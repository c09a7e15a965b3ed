//! Cache materializer.
//!
//! # Responsibility
//! - Expand tasks, exceptions and completions into daily cache rows.
//! - Replace one scope's rows over a date range in a single transaction.
//!
//! # Invariants
//! - [`materialize_rows`] is pure: same inputs, same rows, same order.
//! - Rows carry no timestamps, so re-running a recompute over unchanged
//!   source data rewrites identical rows.
//! - Inactive tasks produce no rows, forced or not.
//! - Source reads and the cache rewrite share one IMMEDIATE transaction, so
//!   a writer on another connection cannot commit between them.

use crate::model::cache::{DailyCacheEntry, EntryOrigin, EntryStatus, RecomputeScope};
use crate::model::exception::{ExceptionKind, TaskException};
use crate::model::task::{OwnerId, Task, TaskId};
use crate::repo::cache_repo::replace_rows;
use crate::repo::completion_repo::{Completion, CompletionRepository, SqliteCompletionRepository};
use crate::repo::exception_repo::{ExceptionRepository, SqliteExceptionRepository};
use crate::repo::task_repo::{SqliteTaskRepository, TaskListQuery, TaskRepository};
use crate::repo::RepoResult;
use crate::schedule::calendar::DateRange;
use crate::schedule::matcher::matches;
use crate::schedule::resolver::{resolve, Disposition};
use chrono::NaiveDate;
use log::{error, info};
use rusqlite::{Connection, Transaction, TransactionBehavior};
use serde::Serialize;
use std::collections::{HashMap, HashSet};
use std::time::Instant;

/// Summary of one executed recompute.
#[derive(Debug, Clone, PartialEq, Serialize)]
pub struct RecomputeReport {
    pub owner_id: OwnerId,
    pub scope: RecomputeScope,
    pub range: DateRange,
    pub tasks_considered: usize,
    pub rows_deleted: usize,
    pub rows_written: usize,
    pub duration_ms: u128,
}

/// Expands `tasks` over `range` into sorted cache rows.
///
/// `exceptions` and `completions` may contain entries for other tasks or
/// dates; only those matching a `(task, date)` pair in the expansion apply.
pub fn materialize_rows(
    owner_id: OwnerId,
    range: DateRange,
    tasks: &[Task],
    exceptions: &[TaskException],
    completions: &[Completion],
) -> Vec<DailyCacheEntry> {
    let mut exceptions_by_day: HashMap<(TaskId, NaiveDate), Vec<ExceptionKind>> = HashMap::new();
    for exception in exceptions {
        exceptions_by_day
            .entry((exception.task_id, exception.target_date))
            .or_default()
            .push(exception.kind);
    }
    let completed: HashSet<(TaskId, NaiveDate)> = completions
        .iter()
        .map(|completion| (completion.task_id, completion.target_date))
        .collect();

    let mut rows = Vec::new();
    for task in tasks
        .iter()
        .filter(|task| task.owner_id == owner_id && task.active)
    {
        for date in range.days() {
            let rule_matched = matches(task, date);
            let kinds = exceptions_by_day
                .get(&(task.id, date))
                .map(Vec::as_slice)
                .unwrap_or_default();
            if !rule_matched && kinds.is_empty() {
                continue;
            }

            let Disposition::Present { load, origin } = resolve(task, kinds, rule_matched) else {
                continue;
            };
            let status = if completed.contains(&(task.id, date)) {
                EntryStatus::Completed
            } else {
                EntryStatus::Planned
            };
            rows.push(DailyCacheEntry {
                owner_id,
                target_date: date,
                entry_key: task.entry_key(),
                // Ad-hoc forced rows are not backed by a rule occurrence.
                task_id: (origin != EntryOrigin::Forced || rule_matched).then_some(task.id),
                task_name: task.name.trim().to_string(),
                context: task.context_tag().to_string(),
                load,
                status,
                origin,
            });
        }
    }

    rows.sort_by(|left, right| {
        left.target_date
            .cmp(&right.target_date)
            .then_with(|| left.entry_key.cmp(&right.entry_key))
    });
    rows
}

/// Connection-bound executor for recomputes.
///
/// Each call holds the database write lock from its first source read until
/// the cache rows are committed. That holds across connections and
/// processes; [`crate::service::recompute_queue::RecomputeCoordinator`] only
/// adds in-process ordering and coalescing on top.
pub struct CacheMaterializer<'conn> {
    conn: &'conn Connection,
}

impl<'conn> CacheMaterializer<'conn> {
    pub fn new(conn: &'conn Connection) -> Self {
        Self { conn }
    }

    /// Recomputes `scope` over `range` and atomically replaces its rows.
    ///
    /// # Errors
    /// - Any read or write failure. Nothing is replaced in that case.
    pub fn recompute(
        &self,
        owner_id: OwnerId,
        scope: RecomputeScope,
        range: DateRange,
    ) -> RepoResult<RecomputeReport> {
        let started_at = Instant::now();
        match self.recompute_inner(owner_id, scope, range, started_at) {
            Ok(report) => {
                info!(
                    "event=cache_recompute module=materializer status=ok owner_id={} scope={} start={} end={} tasks={} deleted={} written={} duration_ms={}",
                    owner_id,
                    scope_label(scope),
                    range.start,
                    range.end,
                    report.tasks_considered,
                    report.rows_deleted,
                    report.rows_written,
                    report.duration_ms
                );
                Ok(report)
            }
            Err(err) => {
                error!(
                    "event=cache_recompute module=materializer status=error owner_id={} scope={} start={} end={} duration_ms={} retryable={} error={}",
                    owner_id,
                    scope_label(scope),
                    range.start,
                    range.end,
                    started_at.elapsed().as_millis(),
                    err.is_retryable(),
                    err
                );
                Err(err)
            }
        }
    }

    fn recompute_inner(
        &self,
        owner_id: OwnerId,
        scope: RecomputeScope,
        range: DateRange,
        started_at: Instant,
    ) -> RepoResult<RecomputeReport> {
        let tx = Transaction::new_unchecked(self.conn, TransactionBehavior::Immediate)?;

        let task_repo = SqliteTaskRepository::new(&tx);
        let tasks = match scope {
            RecomputeScope::All => task_repo.list_tasks(&TaskListQuery::active(owner_id))?,
            RecomputeScope::Task(task_id) => task_repo
                .get_task(owner_id, task_id)?
                .into_iter()
                .collect(),
        };
        let scoped_task = match scope {
            RecomputeScope::All => None,
            RecomputeScope::Task(task_id) => Some(task_id),
        };

        let exceptions = SqliteExceptionRepository::new(&tx).list_exceptions(
            owner_id,
            scoped_task,
            Some(range),
        )?;
        let completions =
            SqliteCompletionRepository::new(&tx).list_completions(owner_id, range)?;

        let rows = materialize_rows(owner_id, range, &tasks, &exceptions, &completions);
        let outcome = replace_rows(&tx, owner_id, scope, range, &rows)?;
        tx.commit()?;

        Ok(RecomputeReport {
            owner_id,
            scope,
            range,
            tasks_considered: tasks.len(),
            rows_deleted: outcome.deleted,
            rows_written: outcome.inserted,
            duration_ms: started_at.elapsed().as_millis(),
        })
    }
}

pub(crate) fn scope_label(scope: RecomputeScope) -> String {
    match scope {
        RecomputeScope::All => "all".to_string(),
        RecomputeScope::Task(task_id) => format!("task:{task_id}"),
    }
}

• _Instructions to follow_
Give an exact transcription of the data shown above.

• _Solution to the problem_
repository c09a7e15a965b3ed
//! Cache materializer.
//!
//! # Responsibility
//! - Expand tasks, exceptions and completions into daily cache rows.
//! - Replace one scope's rows over a date range in a single transaction.
//!
//! # Invariants
//! - [`materialize_rows`] is pure: same inputs, same rows, same order.
//! - Rows carry no timestamps, so re-running a recompute over unchanged
//!   source data rewrites identical rows.
//! - Inactive tasks produce no rows, forced or not.
//! - Source reads and the cache rewrite share one IMMEDIATE transaction, so
//!   a writer on another connection cannot commit between them.

use crate::model::cache::{DailyCacheEntry, EntryOrigin, EntryStatus, RecomputeScope};
use crate::model::exception::{ExceptionKind, TaskException};
use crate::model::task::{OwnerId, Task, TaskId};
use crate::repo::cache_repo::replace_rows;
use crate::repo::completion_repo::{Completion, CompletionRepository, SqliteCompletionRepository};
use crate::repo::exception_repo::{ExceptionRepository, SqliteExceptionRepository};
use crate::repo::task_repo::{SqliteTaskRepository, TaskListQuery, TaskRepository};
use crate::repo::RepoResult;
use crate::schedule::calendar::DateRange;
use crate::schedule::matcher::matches;
use crate::schedule::resolver::{resolve, Disposition};
use chrono::NaiveDate;
use log::{error, info};
use rusqlite::{Connection, Transaction, TransactionBehavior};
use serde::Serialize;
use std::collections::{HashMap, HashSet};
use std::time::Instant;

/// Summary of one executed recompute.
#[derive(Debug, Clone, PartialEq, Serialize)]
pub struct RecomputeReport {
    pub owner_id: OwnerId,
    pub scope: RecomputeScope,
    pub range: DateRange,
    pub tasks_considered: usize,
    pub rows_deleted: usize,
    pub rows_written: usize,
    pub duration_ms: u128,
}

/// Expands `tasks` over `range` into sorted cache rows.
///
/// `exceptions` and `completions` may contain entries for other tasks or
/// dates; only those matching a `(task, date)` pair in the expansion apply.
pub fn materialize_rows(
    owner_id: OwnerId,
    range: DateRange,
    tasks: &[Task],
    exceptions: &[TaskException],
    completions: &[Completion],
) -> Vec<DailyCacheEntry> {
    let mut exceptions_by_day: HashMap<(TaskId, NaiveDate), Vec<ExceptionKind>> = HashMap::new();
    for exception in exceptions {
        exceptions_by_day
            .entry((exception.task_id, exception.target_date))
            .or_default()
            .push(exception.kind);
    }
    let completed: HashSet<(TaskId, NaiveDate)> = completions
        .iter()
        .map(|completion| (completion.task_id, completion.target_date))
        .collect();

    let mut rows = Vec::new();
    for task in tasks
        .iter()
        .filter(|task| task.owner_id == owner_id && task.active)
    {
        for date in range.days() {
            let rule_matched = matches(task, date);
            let kinds = exceptions_by_day
                .get(&(task.id, date))
                .map(Vec::as_slice)
                .unwrap_or_default();
            if !rule_matched && kinds.is_empty() {
                continue;
            }

            let Disposition::Present { load, origin } = resolve(task, kinds, rule_matched) else {
                continue;
            };
            let status = if completed.contains(&(task.id, date)) {
                EntryStatus::Completed
            } else {
                EntryStatus::Planned
            };
            rows.push(DailyCacheEntry {
                owner_id,
                target_date: date,
                entry_key: task.entry_key(),
                // Ad-hoc forced rows are not backed by a rule occurrence.
                task_id: (origin != EntryOrigin::Forced || rule_matched).then_some(task.id),
                task_name: task.name.trim().to_string(),
                context: task.context_tag().to_string(),
                load,
                status,
                origin,
            });
        }
    }

    rows.sort_by(|left, right| {
        left.target_date
            .cmp(&right.target_date)
            .then_with(|| left.entry_key.cmp(&right.entry_key))
    });
    rows
}

/// Connection-bound executor for recomputes.
///
/// Each call holds the database write lock from its first source read until
/// the cache rows are committed. That holds across connections and
/// processes; [`crate::service::recompute_queue::RecomputeCoordinator`] only
/// adds in-process ordering and coalescing on top.
pub struct CacheMaterializer<'conn> {
    conn: &'conn Connection,
}

impl<'conn> CacheMaterializer<'conn> {
    pub fn new(conn: &'conn Connection) -> Self {
        Self { conn }
    }

    /// Recomputes `scope` over `range` and atomically replaces its rows.
    ///
    /// # Errors
    /// - Any read or write failure. Nothing is replaced in that case.
    pub fn recompute(
        &self,
        owner_id: OwnerId,
        scope: RecomputeScope,
        range: DateRange,
    ) -> RepoResult<RecomputeReport> {
        let started_at = Instant::now();
        match self.recompute_inner(owner_id, scope, range, started_at) {
            Ok(report) => {
                info!(
                    "event=cache_recompute module=materializer status=ok owner_id={} scope={} start={} end={} tasks={} deleted={} written={} duration_ms={}",
                    owner_id,
                    scope_label(scope),
                    range.start,
                    range.end,
                    report.tasks_considered,
                    report.rows_deleted,
                    report.rows_written,
                    report.duration_ms
                );
                Ok(report)
            }
            Err(err) => {
                error!(
                    "event=cache_recompute module=materializer status=error owner_id={} scope={} start={} end={} duration_ms={} retryable={} error={}",
                    owner_id,
                    scope_label(scope),
                    range.start,
                    range.end,
                    started_at.elapsed().as_millis(),
                    err.is_retryable(),
                    err
                );
                Err(err)
            }
        }
    }

    fn recompute_inner(
        &self,
        owner_id: OwnerId,
        scope: RecomputeScope,
        range: DateRange,
        started_at: Instant,
    ) -> RepoResult<RecomputeReport> {
        let tx = Transaction::new_unchecked(self.conn, TransactionBehavior::Immediate)?;

        let task_repo = SqliteTaskRepository::new(&tx);
        let tasks = match scope {
            RecomputeScope::All => task_repo.list_tasks(&TaskListQuery::active(owner_id))?,
            RecomputeScope::Task(task_id) => task_repo
                .get_task(owner_id, task_id)?
                .into_iter()
                .collect(),
        };
        let scoped_task = match scope {
            RecomputeScope::All => None,
            RecomputeScope::Task(task_id) => Some(task_id),
        };

        let exceptions = SqliteExceptionRepository::new(&tx).list_exceptions(
            owner_id,
            scoped_task,
            Some(range),
        )?;
        let completions =
            SqliteCompletionRepository::new(&tx).list_completions(owner_id, range)?;

        let rows = materialize_rows(owner_id, range, &tasks, &exceptions, &completions);
        let outcome = replace_rows(&tx, owner_id, scope, range, &rows)?;
        tx.commit()?;

        Ok(RecomputeReport {
            owner_id,
            scope,
            range,
            tasks_considered: tasks.len(),
            rows_deleted: outcome.deleted,
            rows_written: outcome.inserted,
            duration_ms: started_at.elapsed().as_millis(),
        })
    }
}

pub(crate) fn scope_label(scope: RecomputeScope) -> String {
    match scope {
        RecomputeScope::All => "all".to_string(),
        RecomputeScope::Task(task_id) => format!("task:{task_id}"),
    }
}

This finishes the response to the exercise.